La historia de los alfabetos muestra que las letras han estado siempre ligadas a la producción cultural. Su inscripción en objetos cotidianos —como en la alfarería y en las escrituras sobre vasijas— revela que, desde sus orígenes, la letra porta una marca de procedencia, una inscripción contextual. En este sentido, puede decirse que la letra sitúa un marco simbólico, un contexto cultural que remite al campo del Otro.
Desde esta perspectiva, es claro que la letra puede tener una función connotativa: evoca, alude, inscribe un sentido ligado a un lugar, a una tradición o a un colectivo simbólico. Sin embargo, lo que Lacan persigue al servirse de la letra no es este aspecto connotativo, sino más bien su dimensión denotativa, allí donde se despega del sentido y apunta a lo literal, lo no interpretativo.
En este nivel denotativo, la letra no representa un significado, sino que señala una falta de referente.

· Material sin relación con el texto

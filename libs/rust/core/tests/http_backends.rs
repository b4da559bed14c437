use axum::{body::Bytes, http::{header, HeaderMap, StatusCode}, routing::post, Json, Router};
use mlops_core::{
    persist_report, run_load_test, HttpEndpointRuntime, HttpSender, InferenceClient, InferenceError, LoadTestConfig,
    LoadTestSummary, MemoryStore, ObjectLocation, ObjectStore, PayloadEncoding, RuntimeError,
};
use serde_json::{json, Value};
use std::net::SocketAddr;
use std::sync::Arc;
use std::time::Duration;
use tokio::net::TcpListener;

async fn spawn(app: Router) -> SocketAddr {
    let listener = TcpListener::bind("127.0.0.1:0").await.unwrap();
    let addr = listener.local_addr().unwrap();
    tokio::spawn(async move { axum::serve(listener, app).await.unwrap() });
    addr
}

fn gateway() -> Router {
    Router::new()
        .route("/predict", post(|| async { Json(json!({ "predicted_class": 1, "score": 2 })) }))
        .route("/slow", post(|| async {
            tokio::time::sleep(Duration::from_secs(3)).await;
            Json(json!({ "predicted_class": 1 }))
        }))
        .route("/fail", post(|| async { (StatusCode::INTERNAL_SERVER_ERROR, Json(json!({ "error": "boom" }))) }))
}

/// Runs the blocking harness off the executor threads, as the load-tester binary does.
async fn load_test(url: String, requests: usize, timeout: Duration) -> LoadTestSummary {
    tokio::task::spawn_blocking(move || {
        let mut cfg = LoadTestConfig::new(url);
        cfg.request_count = requests;
        cfg.concurrency = requests;
        cfg.request_timeout = timeout;
        let sender = HttpSender::new(cfg.request_timeout).unwrap();
        run_load_test(&cfg, &sender).unwrap()
    })
    .await
    .unwrap()
}

#[tokio::test(flavor = "multi_thread", worker_threads = 2)]
async fn successful_responses_are_completed() {
    let addr = spawn(gateway()).await;
    let summary = load_test(format!("http://{addr}/predict"), 6, Duration::from_secs(5)).await;
    assert_eq!(summary.completed, 6);
    assert_eq!(summary.failed, 0);
    assert_eq!(summary.status_counts.get(&200), Some(&6));
    assert!(summary.p90_latency_s.is_some());
}

#[tokio::test(flavor = "multi_thread", worker_threads = 2)]
async fn request_timeout_counts_as_failed() {
    let addr = spawn(gateway()).await;
    let summary = load_test(format!("http://{addr}/slow"), 3, Duration::from_millis(200)).await;
    assert_eq!(summary.completed, 0);
    assert_eq!(summary.failed, 3);
    assert!(summary.status_counts.is_empty());
    assert_eq!(summary.avg_latency_s, None);
    assert!(summary.duration_s < 3.0);
}

#[tokio::test(flavor = "multi_thread", worker_threads = 2)]
async fn server_errors_count_as_failed_with_status() {
    let addr = spawn(gateway()).await;
    let summary = load_test(format!("http://{addr}/fail"), 4, Duration::from_secs(5)).await;
    assert_eq!(summary.completed, 0);
    assert_eq!(summary.failed, 4);
    assert_eq!(summary.status_counts.get(&500), Some(&4));
    assert_eq!(summary.p99_latency_s, None);
}

#[tokio::test(flavor = "multi_thread", worker_threads = 2)]
async fn report_is_persisted_under_test_prefix() {
    let addr = spawn(gateway()).await;
    let summary = load_test(format!("http://{addr}/predict"), 2, Duration::from_secs(5)).await;
    let store = MemoryStore::with_bucket("cloud-ml-lead-models");
    let location = persist_report(&store, "cloud-ml-lead-models", &summary).await.unwrap();

    assert_eq!(store.keys("cloud-ml-lead-models"), vec![location.key.clone()]);
    assert!(location.key.starts_with("test/load_test_report_") && location.key.ends_with(".json"));
    assert_eq!(store.content_type(&location).as_deref(), Some("application/json"));
    let stored: LoadTestSummary = serde_json::from_slice(&store.get_object(&location).await.unwrap()).unwrap();
    assert_eq!(stored.test_id, summary.test_id);
    assert_eq!(stored.completed, 2);
    assert_eq!(stored.status_counts, summary.status_counts);

    let missing = persist_report(&store, "no-such-bucket", &summary).await;
    assert!(missing.is_err());
}

fn serving_container(status: StatusCode, answer: &'static str) -> Router {
    Router::new().route("/invocations", post(move |headers: HeaderMap, body: Bytes| async move {
        let content_type = headers.get(header::CONTENT_TYPE).and_then(|v| v.to_str().ok()).unwrap_or_default().to_string();
        let fields = std::str::from_utf8(&body).map(|b| b.split(',').count()).unwrap_or(0);
        if content_type != "text/csv" || fields != 50 {
            return (StatusCode::UNSUPPORTED_MEDIA_TYPE, format!("unexpected {content_type} body with {fields} fields"));
        }
        (status, answer.to_string())
    }))
}

#[tokio::test]
async fn http_runtime_posts_to_invocations() {
    let addr = spawn(serving_container(StatusCode::OK, "0.1,0.2,0.6,0.05,0.05")).await;
    let runtime = HttpEndpointRuntime::new(format!("http://{addr}/"), Duration::from_secs(5)).unwrap();
    let store = Arc::new(MemoryStore::with_bucket("logs"));
    let client = InferenceClient::new(Arc::new(runtime), "lead-scoring-xgb-endpoint", PayloadEncoding::Csv).with_audit(store.clone(), "logs");

    let result = client.predict(&[0.5; 50]).await.unwrap();
    assert_eq!(result.raw, "0.1,0.2,0.6,0.05,0.05");
    assert_eq!(result.predicted_class(), Some(2));
    assert_eq!(result.score(), json!(3));

    let keys = store.keys("logs");
    let record: Value = serde_json::from_slice(&store.get_object(&ObjectLocation::new("logs", keys[0].clone())).await.unwrap()).unwrap();
    assert_eq!(record["prediction"], json!("0.1,0.2,0.6,0.05,0.05"));
}

#[tokio::test]
async fn http_runtime_maps_non_success_to_status_error() {
    let addr = spawn(serving_container(StatusCode::FAILED_DEPENDENCY, "model container crashed")).await;
    let runtime = HttpEndpointRuntime::new(format!("http://{addr}"), Duration::from_secs(5)).unwrap();
    let client = InferenceClient::new(Arc::new(runtime), "ep", PayloadEncoding::Csv);
    match client.predict(&[0.5; 50]).await {
        Err(InferenceError::Runtime(RuntimeError::Status { status, body })) => {
            assert_eq!(status, 424);
            assert_eq!(body, "model container crashed");
        }
        other => panic!("expected status error, got {other:?}"),
    }
}

#[tokio::test]
async fn http_runtime_reports_unreachable_endpoint_as_transport_error() {
    let listener = TcpListener::bind("127.0.0.1:0").await.unwrap();
    let addr = listener.local_addr().unwrap();
    drop(listener);
    let runtime = HttpEndpointRuntime::new(format!("http://{addr}"), Duration::from_secs(2)).unwrap();
    let client = InferenceClient::new(Arc::new(runtime), "ep", PayloadEncoding::Csv);
    assert!(matches!(client.predict(&[0.5; 50]).await, Err(InferenceError::Runtime(RuntimeError::Transport(_)))));
}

La letra, entonces, no colma el hueco que deja esa falta; por el contrario, la pone en evidencia. Lo que sí viene a colmar ese vacío son los efectos semánticos del discurso, que se apoyan en las connotaciones para producir una identidad ficcional en el hablante, que le da la ilusión de completud.
Es cierto que persiste una tensión entre letra y escritura. Sin embargo, también es evidente que no hay escritura sin letra, y más aún, sin lector. Es esta tríada —letra, escritura y lector— la que permite entender los desarrollos que Lacan realiza entre los Seminarios 18 y 20, donde la escritura se define por su inscripción en el campo del Otro.
Podemos decirlo de manera nodal: no hay escritura sin Otro, así como no hay síntoma —como condición del lazo— sin la presencia del Otro. Esta afirmación abre paso a una relectura de la castración, ya no sólo desde la falta simbólica, sino desde la imposibilidad estructural de una escritura plena, de una inscripción que colme el hueco del ser hablante.